What happened to them could certainly happen to others, maybe even your company. Scratch that … likely even your company.
While organizations now recognize the need to protect their networks, many still struggle with how to accomplish it. Some are looking for a silver bullet, and while that search is likely futile, a perfect place to start is to know your network. Really dig in there and determine the extent of the network. Identify exactly what comprises it, including any connections to external networks.
Do you have an accurate inventory of all active IP addresses on your network? All active devices connected and a profile of those devices? Are you fully aware of all IPv6 infrastructure on your network?
How about those things that seem unremarkable on the surface, but which can often yield some surprises? Such as an index of certificates or an index of routing info. What about routing loops or highly connected routers?
Let’s not forget about ports. Do you know all of the active TCP/UDP ports on your network?
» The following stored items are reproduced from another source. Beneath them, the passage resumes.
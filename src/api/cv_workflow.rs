// src/api/cv_workflow.rs
//! Tailoring sessions: start, preview against a job description, generate
//! the CV and cover letter, request revisions, end.

use tracing::{debug, info};

use crate::auth::user_id_from_token;
use crate::core::ApiClient;
use crate::error::{ApiError, Result};
use crate::types::{
    CvGenerateRequest, CvGenerateResponse, CvObject, CvPreviewRequest, CvPreviewResponse,
    CvUpdateRequest, CvUpdateResponse, EndSessionRequest, EndSessionResponse,
    StartSessionRequest, StartSessionResponse,
};
use crate::utils::require_non_blank;

const WORKFLOW_BASE: &str = "/api/v1/cv";

#[derive(Clone, Copy)]
pub struct CvWorkflowApi<'a> {
    client: &'a ApiClient,
}

impl ApiClient {
    pub fn cv_workflow(&self) -> CvWorkflowApi<'_> {
        CvWorkflowApi { client: self }
    }
}

impl<'a> CvWorkflowApi<'a> {
    fn url(&self, path: &str) -> String {
        self.client
            .gateway_url(&format!("{}/{}", WORKFLOW_BASE, path))
    }

    pub async fn start_session(&self, user_id: &str) -> Result<StartSessionResponse> {
        require_non_blank("user_id", user_id)?;
        let request = StartSessionRequest {
            user_id: user_id.to_string(),
        };
        let response: StartSessionResponse = self
            .client
            .post_json(&self.url("session/start"), &request, "Failed to start session")
            .await?;
        info!("Started CV session {}", response.session_id);
        Ok(response)
    }

    pub async fn end_session(&self, session_id: &str) -> Result<EndSessionResponse> {
        require_non_blank("session_id", session_id)?;
        let request = EndSessionRequest {
            session_id: session_id.to_string(),
        };
        self.client
            .post_json(&self.url("session/end"), &request, "Failed to end session")
            .await
    }

    pub async fn preview(
        &self,
        session_id: &str,
        job_description: &str,
    ) -> Result<CvPreviewResponse> {
        require_non_blank("session_id", session_id)?;
        require_non_blank("job description", job_description)?;
        let request = CvPreviewRequest {
            session_id: session_id.to_string(),
            job_description: job_description.to_string(),
        };
        self.client
            .post_json(&self.url("preview"), &request, "Failed to preview CV")
            .await
    }

    pub async fn generate(
        &self,
        session_id: &str,
        job_description: &str,
    ) -> Result<CvGenerateResponse> {
        require_non_blank("session_id", session_id)?;
        require_non_blank("job description", job_description)?;
        let request = CvGenerateRequest {
            session_id: session_id.to_string(),
            job_description: job_description.to_string(),
        };
        self.client
            .post_json(&self.url("generate"), &request, "Failed to generate CV")
            .await
    }

    pub async fn update(&self, request: &CvUpdateRequest) -> Result<CvUpdateResponse> {
        require_non_blank("session_id", &request.session_id)?;
        require_non_blank("update request", &request.update_request)?;
        self.client
            .post_json(&self.url("update"), request, "Failed to update CV")
            .await
    }
}

/// Holds the id of the tailoring session currently open, if any.
pub struct CvSession<'a> {
    client: &'a ApiClient,
    api: CvWorkflowApi<'a>,
    session_id: Option<String>,
}

impl<'a> CvSession<'a> {
    pub fn new(client: &'a ApiClient) -> Self {
        Self {
            client,
            api: client.cv_workflow(),
            session_id: None,
        }
    }

    pub fn session_id(&self) -> Option<&str> {
        self.session_id.as_deref()
    }

    pub async fn start(&mut self, user_id: &str) -> Result<&str> {
        let response = self.api.start_session(user_id).await?;
        Ok(self.session_id.insert(response.session_id).as_str())
    }

    /// Start a session for the user named in the stored token.
    pub async fn start_for_current_user(&mut self) -> Result<&str> {
        let token = self.client.auth().require_session()?;
        let user_id = user_id_from_token(&token).ok_or_else(|| {
            ApiError::InvalidInput("Session token carries no user id".to_string())
        })?;
        self.start(&user_id).await
    }

    fn active(&self) -> Result<&str> {
        self.session_id
            .as_deref()
            .ok_or_else(|| ApiError::InvalidInput("No active CV session".to_string()))
    }

    pub async fn preview(&self, job_description: &str) -> Result<CvPreviewResponse> {
        self.api.preview(self.active()?, job_description).await
    }

    pub async fn generate(&self, job_description: &str) -> Result<CvGenerateResponse> {
        self.api.generate(self.active()?, job_description).await
    }

    pub async fn revise(
        &self,
        current_cv: &CvObject,
        update_request: &str,
        job_description: Option<&str>,
    ) -> Result<CvUpdateResponse> {
        let request = CvUpdateRequest {
            session_id: self.active()?.to_string(),
            current_cv: current_cv.clone(),
            update_request: update_request.to_string(),
            job_description: job_description.map(str::to_string),
        };
        self.api.update(&request).await
    }

    /// End the session if one is open. The id is kept when the call fails
    /// so it can be retried.
    pub async fn end(&mut self) -> Result<Option<EndSessionResponse>> {
        let Some(session_id) = self.session_id.clone() else {
            debug!("No CV session to end");
            return Ok(None);
        };
        let response = self.api.end_session(&session_id).await?;
        self.session_id = None;
        Ok(Some(response))
    }
}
And have you looked into non-responding network segments and public SNMP responders?
Whether you believe the network perimeter is dead or not, there is still an “edge” to your network in terms of where your network management responsibility lies. Can you identify your network edge?
Really understanding the true architecture of your network is foundational to proactively defending your network.
Phew! Glad that’s done? That’s just the beginning. Now that you have full comprehension of the network architecture, don’t forget to take steps to delve into the segmentation policies of your network.
Make sure you gain knowledge of any unknown connected segments of your network, any unauthorized connectivity between zones/enclaves/business units.
What about outside access? Are there any unrestricted egress or ingress paths to your network? Maybe from the Internet, or maybe from a vendor or supply chain partner.
Make sure you uncover any Layer 2 leak paths that could bring risk to your organization. Take the time to identify any devices with unknown routes or stealth routers.
Hey, hackers are just going to keep trying to attack networks. But doing a better job of laying the foundation to build adequate defenses will go a long way in minimizing any successful attempts.
So, go ahead … really get to know your network. She’s a complex creature.